Records contained in a dataset
◆ ◆ ◆ ◆
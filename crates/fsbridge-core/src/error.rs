//! Error types for FsBridge Core
//!
//! Every error carries a stable wire code (see [`Error::code`]) so the host can
//! hand a `(code, message)` pair back to the UI layer unchanged.

use thiserror::Error;

/// Main error type for FsBridge operations
#[derive(Error, Debug)]
pub enum Error {
    #[error("Grant flow error: {0}")]
    Grant(#[from] GrantError),

    #[error("Document tree error: {0}")]
    Tree(#[from] TreeError),

    #[error("Native filesystem error: {0}")]
    Native(#[from] NativeError),

    #[error("Privileged shell error: {0}")]
    Shell(#[from] ShellError),

    #[error("Missing argument: {0}")]
    MissingArgument(String),

    #[error("IO error: {0}")]
    Io(#[from] std::io::Error),

    #[error("JSON error: {0}")]
    Json(#[from] serde_json::Error),

    #[error("Configuration error: {0}")]
    Config(String),

    #[error("Internal error: {0}")]
    Internal(String),
}

/// Errors raised by the directory-grant and privileged-permission flows
#[derive(Error, Debug)]
pub enum GrantError {
    #[error("Uri is null")]
    UriNull,

    #[error("Picker failed: {0}")]
    PickerFailed(String),

    #[error("A {0} request is already pending")]
    Busy(String),

    #[error("{0} flow aborted before completion")]
    Aborted(String),
}

/// Scoped document tree errors
#[derive(Error, Debug)]
pub enum TreeError {
    #[error("{0}")]
    InvalidUri(String),

    #[error("{0}")]
    List(String),

    #[error("{0}")]
    Read(String),

    #[error("Stream null")]
    StreamUnavailable,

    #[error("Document not found: {0}")]
    DocumentNotFound(String),
}

/// Native path errors
#[derive(Error, Debug)]
pub enum NativeError {
    #[error("Path does not exist: {0}")]
    PathNotFound(String),

    #[error("{0}")]
    AccessDenied(String),

    #[error("{0}")]
    Failed(String),
}

/// Privileged shell errors
#[derive(Error, Debug)]
pub enum ShellError {
    #[error("{0}")]
    Broker(String),

    #[error("Command exited with status {code}")]
    NonZeroExit { code: i32, stderr: String },

    #[error("{0}")]
    Execution(String),
}

impl Error {
    /// Stable error code reported to the caller
    pub fn code(&self) -> String {
        let code = match self {
            Error::Grant(GrantError::UriNull) => "URI_NULL",
            Error::Grant(GrantError::PickerFailed(_)) => "PICKER_ERROR",
            Error::Grant(GrantError::Busy(_)) => "BUSY",
            Error::Grant(GrantError::Aborted(_)) => "ABORTED",
            Error::Tree(TreeError::InvalidUri(_)) => "INVALID_URI",
            Error::Tree(TreeError::List(_)) => "LIST_ERROR",
            Error::Tree(TreeError::Read(_))
            | Error::Tree(TreeError::StreamUnavailable)
            | Error::Tree(TreeError::DocumentNotFound(_)) => "READ_ERROR",
            Error::Native(NativeError::PathNotFound(_)) => "DIR_ERROR",
            Error::Native(NativeError::AccessDenied(_)) => "ACCESS_DENIED",
            Error::Native(NativeError::Failed(_)) => "NATIVE_ERROR",
            Error::Shell(ShellError::Broker(_)) => "SHIZUKU_ERR",
            Error::Shell(ShellError::NonZeroExit { code, .. }) => {
                return format!("SHELL_EXIT_{}", code)
            }
            Error::Shell(ShellError::Execution(_)) => "SHIZUKU_EX",
            Error::MissingArgument(_) => "ERR",
            Error::Io(_) => "IO_ERROR",
            Error::Json(_) => "JSON_ERROR",
            Error::Config(_) => "CONFIG_ERROR",
            Error::Internal(_) => "INTERNAL",
        };
        code.to_string()
    }

    /// Detail message reported alongside [`Error::code`]
    ///
    /// This is the innermost message without the category prefix used by
    /// `Display`. A non-zero shell exit reports the captured stderr.
    pub fn message(&self) -> String {
        match self {
            Error::Grant(e) => e.to_string(),
            Error::Tree(e) => e.to_string(),
            Error::Native(e) => e.to_string(),
            Error::Shell(ShellError::NonZeroExit { stderr, .. }) => stderr.clone(),
            Error::Shell(e) => e.to_string(),
            Error::MissingArgument(m) | Error::Config(m) | Error::Internal(m) => m.clone(),
            Error::Io(e) => e.to_string(),
            Error::Json(e) => e.to_string(),
        }
    }
}

impl serde::Serialize for Error {
    fn serialize<S>(&self, serializer: S) -> std::result::Result<S::Ok, S::Error>
    where
        S: serde::Serializer,
    {
        serializer.serialize_str(&self.to_string())
    }
}

/// Result type alias using our Error type
pub type Result<T> = std::result::Result<T, Error>;
//! Scoped document-tree access

use crate::capability::DocumentProvider;
use crate::error::{Result, TreeError};
use crate::types::{DirectoryEntry, EntryLocation};
use crate::uri::DocumentUri;
use std::sync::Arc;
use tokio::io::AsyncReadExt;
use tracing::debug;

/// Lists and reads documents under a granted tree
pub struct TreeBackend {
    documents: Arc<dyn DocumentProvider>,
}

impl TreeBackend {
    pub fn new(documents: Arc<dyn DocumentProvider>) -> Self {
        Self { documents }
    }

    /// Children of the tree root `tree` was granted on.
    ///
    /// Each entry's URI is the child document addressed through the same tree.
    pub async fn list_children(&self, tree: &DocumentUri) -> Result<Vec<DirectoryEntry>> {
        let root_id = tree
            .tree_document_id()
            .map_err(|e| TreeError::List(e.message()))?;
        let children = tree.build_children_using_tree(root_id);

        debug!("Listing tree children: {}", children);

        let rows = self
            .documents
            .query_children(&children)
            .await
            .map_err(|e| TreeError::List(e.message()))?;

        Ok(rows
            .into_iter()
            .map(|row| DirectoryEntry {
                location: EntryLocation::Uri(
                    tree.build_document_using_tree(&row.document_id).to_string(),
                ),
                name: row.display_name,
                last_modified: row.last_modified,
                mime_type: row.mime_type,
                is_directory: None,
            })
            .collect())
    }

    /// Read a whole document into memory
    pub async fn read_file(&self, document: &DocumentUri) -> Result<Vec<u8>> {
        debug!("Reading document: {}", document);

        let stream = self
            .documents
            .open_input(document)
            .await
            .map_err(|e| TreeError::Read(e.message()))?;

        let Some(mut stream) = stream else {
            return Err(TreeError::StreamUnavailable.into());
        };

        let mut bytes = Vec::new();
        stream
            .read_to_end(&mut bytes)
            .await
            .map_err(|e| TreeError::Read(e.to_string()))?;

        Ok(bytes)
    }
}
◆ ◆ ◆ ◆
Required work: Write the entries out again verbatim, every one of them.

Reply:
filename crates/fsbridge-core/src/error.rs
//! Error types for FsBridge Core
//!
//! Every error carries a stable wire code (see [`Error::code`]) so the host can
//! hand a `(code, message)` pair back to the UI layer unchanged.

use thiserror::Error;

/// Main error type for FsBridge operations
#[derive(Error, Debug)]
pub enum Error {
    #[error("Grant flow error: {0}")]
    Grant(#[from] GrantError),

    #[error("Document tree error: {0}")]
    Tree(#[from] TreeError),

    #[error("Native filesystem error: {0}")]
    Native(#[from] NativeError),

    #[error("Privileged shell error: {0}")]
    Shell(#[from] ShellError),

    #[error("Missing argument: {0}")]
    MissingArgument(String),

    #[error("IO error: {0}")]
    Io(#[from] std::io::Error),

    #[error("JSON error: {0}")]
    Json(#[from] serde_json::Error),

    #[error("Configuration error: {0}")]
    Config(String),

    #[error("Internal error: {0}")]
    Internal(String),
}

/// Errors raised by the directory-grant and privileged-permission flows
#[derive(Error, Debug)]
pub enum GrantError {
    #[error("Uri is null")]
    UriNull,

    #[error("Picker failed: {0}")]
    PickerFailed(String),

    #[error("A {0} request is already pending")]
    Busy(String),

    #[error("{0} flow aborted before completion")]
    Aborted(String),
}

/// Scoped document tree errors
#[derive(Error, Debug)]
pub enum TreeError {
    #[error("{0}")]
    InvalidUri(String),

    #[error("{0}")]
    List(String),

    #[error("{0}")]
    Read(String),

    #[error("Stream null")]
    StreamUnavailable,

    #[error("Document not found: {0}")]
    DocumentNotFound(String),
}

/// Native path errors
#[derive(Error, Debug)]
pub enum NativeError {
    #[error("Path does not exist: {0}")]
    PathNotFound(String),

    #[error("{0}")]
    AccessDenied(String),

    #[error("{0}")]
    Failed(String),
}

/// Privileged shell errors
#[derive(Error, Debug)]
pub enum ShellError {
    #[error("{0}")]
    Broker(String),

    #[error("Command exited with status {code}")]
    NonZeroExit { code: i32, stderr: String },

    #[error("{0}")]
    Execution(String),
}

impl Error {
    /// Stable error code reported to the caller
    pub fn code(&self) -> String {
        let code = match self {
            Error::Grant(GrantError::UriNull) => "URI_NULL",
            Error::Grant(GrantError::PickerFailed(_)) => "PICKER_ERROR",
            Error::Grant(GrantError::Busy(_)) => "BUSY",
            Error::Grant(GrantError::Aborted(_)) => "ABORTED",
            Error::Tree(TreeError::InvalidUri(_)) => "INVALID_URI",
            Error::Tree(TreeError::List(_)) => "LIST_ERROR",
            Error::Tree(TreeError::Read(_))
            | Error::Tree(TreeError::StreamUnavailable)
            | Error::Tree(TreeError::DocumentNotFound(_)) => "READ_ERROR",
            Error::Native(NativeError::PathNotFound(_)) => "DIR_ERROR",
            Error::Native(NativeError::AccessDenied(_)) => "ACCESS_DENIED",
            Error::Native(NativeError::Failed(_)) => "NATIVE_ERROR",
            Error::Shell(ShellError::Broker(_)) => "SHIZUKU_ERR",
            Error::Shell(ShellError::NonZeroExit { code, .. }) => {
                return format!("SHELL_EXIT_{}", code)
            }
            Error::Shell(ShellError::Execution(_)) => "SHIZUKU_EX",
            Error::MissingArgument(_) => "ERR",
            Error::Io(_) => "IO_ERROR",
            Error::Json(_) => "JSON_ERROR",
            Error::Config(_) => "CONFIG_ERROR",
            Error::Internal(_) => "INTERNAL",
        };
        code.to_string()
    }

    /// Detail message reported alongside [`Error::code`]
    ///
    /// This is the innermost message without the category prefix used by
    /// `Display`. A non-zero shell exit reports the captured stderr.
    pub fn message(&self) -> String {
        match self {
            Error::Grant(e) => e.to_string(),
            Error::Tree(e) => e.to_string(),
            Error::Native(e) => e.to_string(),
            Error::Shell(ShellError::NonZeroExit { stderr, .. }) => stderr.clone(),
            Error::Shell(e) => e.to_string(),
            Error::MissingArgument(m) | Error::Config(m) | Error::Internal(m) => m.clone(),
            Error::Io(e) => e.to_string(),
            Error::Json(e) => e.to_string(),
        }
    }
}

impl serde::Serialize for Error {
    fn serialize<S>(&self, serializer: S) -> std::result::Result<S::Ok, S::Error>
    where
        S: serde::Serializer,
    {
        serializer.serialize_str(&self.to_string())
    }
}

/// Result type alias using our Error type
pub type Result<T> = std::result::Result<T, Error>;
//! Scoped document-tree access

use crate::capability::DocumentProvider;
use crate::error::{Result, TreeError};
use crate::types::{DirectoryEntry, EntryLocation};
use crate::uri::DocumentUri;
use std::sync::Arc;
use tokio::io::AsyncReadExt;
use tracing::debug;

/// Lists and reads documents under a granted tree
pub struct TreeBackend {
    documents: Arc<dyn DocumentProvider>,
}

impl TreeBackend {
    pub fn new(documents: Arc<dyn DocumentProvider>) -> Self {
        Self { documents }
    }

    /// Children of the tree root `tree` was granted on.
    ///
    /// Each entry's URI is the child document addressed through the same tree.
    pub async fn list_children(&self, tree: &DocumentUri) -> Result<Vec<DirectoryEntry>> {
        let root_id = tree
            .tree_document_id()
            .map_err(|e| TreeError::List(e.message()))?;
        let children = tree.build_children_using_tree(root_id);

        debug!("Listing tree children: {}", children);

        let rows = self
            .documents
            .query_children(&children)
            .await
            .map_err(|e| TreeError::List(e.message()))?;

        Ok(rows
            .into_iter()
            .map(|row| DirectoryEntry {
                location: EntryLocation::Uri(
                    tree.build_document_using_tree(&row.document_id).to_string(),
                ),
                name: row.display_name,
                last_modified: row.last_modified,
                mime_type: row.mime_type,
                is_directory: None,
            })
            .collect())
    }

    /// Read a whole document into memory
    pub async fn read_file(&self, document: &DocumentUri) -> Result<Vec<u8>> {
        debug!("Reading document: {}", document);

        let stream = self
            .documents
            .open_input(document)
            .await
            .map_err(|e| TreeError::Read(e.message()))?;

        let Some(mut stream) = stream else {
            return Err(TreeError::StreamUnavailable.into());
        };

        let mut bytes = Vec::new();
        stream
            .read_to_end(&mut bytes)
            .await
            .map_err(|e| TreeError::Read(e.to_string()))?;

        Ok(bytes)
    }
}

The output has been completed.